Aim of the exercise: Starting with the first line and ending with the last, transcribe the data exactly.

Data:
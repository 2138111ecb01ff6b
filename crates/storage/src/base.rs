//! BaseStore: the committed key → value mapping
//!
//! Visible when no transaction is open. Mutated directly by set/delete at
//! depth 0, or by a depth-1 commit applying its records.

use layerkv_core::{Key, KvRead, Record, Value};
use rustc_hash::FxHashMap;

/// Committed storage, one value per key
#[derive(Debug, Clone, Default, PartialEq, Eq)]
pub struct BaseStore {
    data: FxHashMap<Key, Value>,
}

impl BaseStore {
    /// Create a new empty BaseStore
    pub fn new() -> Self {
        Self::default()
    }

    /// Create a BaseStore with room for `capacity` keys
    pub fn with_capacity(capacity: usize) -> Self {
        Self {
            data: FxHashMap::with_capacity_and_hasher(capacity, Default::default()),
        }
    }

    /// Get the value stored for `key`
    pub fn get(&self, key: &str) -> Option<&Value> {
        self.data.get(key)
    }

    /// Returns true if `key` is present
    pub fn contains_key(&self, key: &str) -> bool {
        self.data.contains_key(key)
    }

    /// Store `value` under `key`, returning the previous value
    pub fn put(&mut self, key: Key, value: Value) -> Option<Value> {
        self.data.insert(key, value)
    }

    /// Erase `key`, returning the value it held
    pub fn remove(&mut self, key: &str) -> Option<Value> {
        self.data.remove(key)
    }

    /// Apply a record from a committing overlay
    ///
    /// `Written` stores the value; `Tombstoned` erases the key.
    pub fn apply(&mut self, key: Key, record: Record) {
        match record {
            Record::Written(value) => {
                self.data.insert(key, value);
            }
            Record::Tombstoned => {
                self.data.remove(key.as_str());
            }
        }
    }

    /// Number of keys present
    pub fn len(&self) -> usize {
        self.data.len()
    }

    /// Returns true if no keys are present
    pub fn is_empty(&self) -> bool {
        self.data.is_empty()
    }

    /// Iterate over all entries in unspecified order
    pub fn iter(&self) -> impl Iterator<Item = (&Key, &Value)> {
        self.data.iter()
    }
}

impl KvRead for BaseStore {
    fn get(&self, key: &str) -> Option<&Value> {
        self.data.get(key)
    }
}

impl FromIterator<(Key, Value)> for BaseStore {
    fn from_iter<I: IntoIterator<Item = (Key, Value)>>(iter: I) -> Self {
        Self {
            data: iter.into_iter().collect(),
        }
    }
}
//! LayerKV - Embeddable in-memory key-value store with nested transactions
//!
//! LayerKV keeps a base store plus a stack of pending-change overlays, one
//! per open transaction. Writes land in the innermost overlay, reads scan
//! from the innermost overlay down to the base store, commit folds an
//! overlay into the layer below and rollback drops it.
//!
//! # Quick Start
//!
//! ```
//! use layerkv::TransactionalStore;
//!
//! let mut store = TransactionalStore::new();
//! store.set("a", "5");
//!
//! store.begin();
//! store.set("a", "15");
//! store.begin();
//! store.delete("a");
//! assert!(store.get("a").is_none());
//! assert!(store.rollback());
//! assert!(store.commit());
//!
//! assert_eq!(store.get("a").map(|v| v.as_str()), Some("15"));
//! ```
//!
//! # Architecture
//!
//! - `layerkv-core`: Key, Value, Record, Lookup, Error, StoreConfig
//! - `layerkv-storage`: BaseStore and Overlay
//! - `layerkv-concurrency`: TransactionalStore and SharedStore
//!
//! Nothing is persisted. Values are opaque text.

pub use layerkv_concurrency::{ApplyResult, PendingOperations, SharedStore, TransactionalStore};
pub use layerkv_core::{Error, Key, KvRead, Lookup, Record, Result, StoreConfig, Value};
pub use layerkv_storage::{BaseStore, Overlay};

Result of this task:
repository 2138111ecb01ff6b
filename crates/storage/src/base.rs
//! BaseStore: the committed key → value mapping
//!
//! Visible when no transaction is open. Mutated directly by set/delete at
//! depth 0, or by a depth-1 commit applying its records.

use layerkv_core::{Key, KvRead, Record, Value};
use rustc_hash::FxHashMap;

/// Committed storage, one value per key
#[derive(Debug, Clone, Default, PartialEq, Eq)]
pub struct BaseStore {
    data: FxHashMap<Key, Value>,
}

impl BaseStore {
    /// Create a new empty BaseStore
    pub fn new() -> Self {
        Self::default()
    }

    /// Create a BaseStore with room for `capacity` keys
    pub fn with_capacity(capacity: usize) -> Self {
        Self {
            data: FxHashMap::with_capacity_and_hasher(capacity, Default::default()),
        }
    }

    /// Get the value stored for `key`
    pub fn get(&self, key: &str) -> Option<&Value> {
        self.data.get(key)
    }

    /// Returns true if `key` is present
    pub fn contains_key(&self, key: &str) -> bool {
        self.data.contains_key(key)
    }

    /// Store `value` under `key`, returning the previous value
    pub fn put(&mut self, key: Key, value: Value) -> Option<Value> {
        self.data.insert(key, value)
    }

    /// Erase `key`, returning the value it held
    pub fn remove(&mut self, key: &str) -> Option<Value> {
        self.data.remove(key)
    }

    /// Apply a record from a committing overlay
    ///
    /// `Written` stores the value; `Tombstoned` erases the key.
    pub fn apply(&mut self, key: Key, record: Record) {
        match record {
            Record::Written(value) => {
                self.data.insert(key, value);
            }
            Record::Tombstoned => {
                self.data.remove(key.as_str());
            }
        }
    }

    /// Number of keys present
    pub fn len(&self) -> usize {
        self.data.len()
    }

    /// Returns true if no keys are present
    pub fn is_empty(&self) -> bool {
        self.data.is_empty()
    }

    /// Iterate over all entries in unspecified order
    pub fn iter(&self) -> impl Iterator<Item = (&Key, &Value)> {
        self.data.iter()
    }
}

impl KvRead for BaseStore {
    fn get(&self, key: &str) -> Option<&Value> {
        self.data.get(key)
    }
}

impl FromIterator<(Key, Value)> for BaseStore {
    fn from_iter<I: IntoIterator<Item = (Key, Value)>>(iter: I) -> Self {
        Self {
            data: iter.into_iter().collect(),
        }
    }
}
//! LayerKV - Embeddable in-memory key-value store with nested transactions
//!
//! LayerKV keeps a base store plus a stack of pending-change overlays, one
//! per open transaction. Writes land in the innermost overlay, reads scan
//! from the innermost overlay down to the base store, commit folds an
//! overlay into the layer below and rollback drops it.
//!
//! # Quick Start
//!
//! ```
//! use layerkv::TransactionalStore;
//!
//! let mut store = TransactionalStore::new();
//! store.set("a", "5");
//!
//! store.begin();
//! store.set("a", "15");
//! store.begin();
//! store.delete("a");
//! assert!(store.get("a").is_none());
//! assert!(store.rollback());
//! assert!(store.commit());
//!
//! assert_eq!(store.get("a").map(|v| v.as_str()), Some("15"));
//! ```
//!
//! # Architecture
//!
//! - `layerkv-core`: Key, Value, Record, Lookup, Error, StoreConfig
//! - `layerkv-storage`: BaseStore and Overlay
//! - `layerkv-concurrency`: TransactionalStore and SharedStore
//!
//! Nothing is persisted. Values are opaque text.

pub use layerkv_concurrency::{ApplyResult, PendingOperations, SharedStore, TransactionalStore};
pub use layerkv_core::{Error, Key, KvRead, Lookup, Record, Result, StoreConfig, Value};
pub use layerkv_storage::{BaseStore, Overlay};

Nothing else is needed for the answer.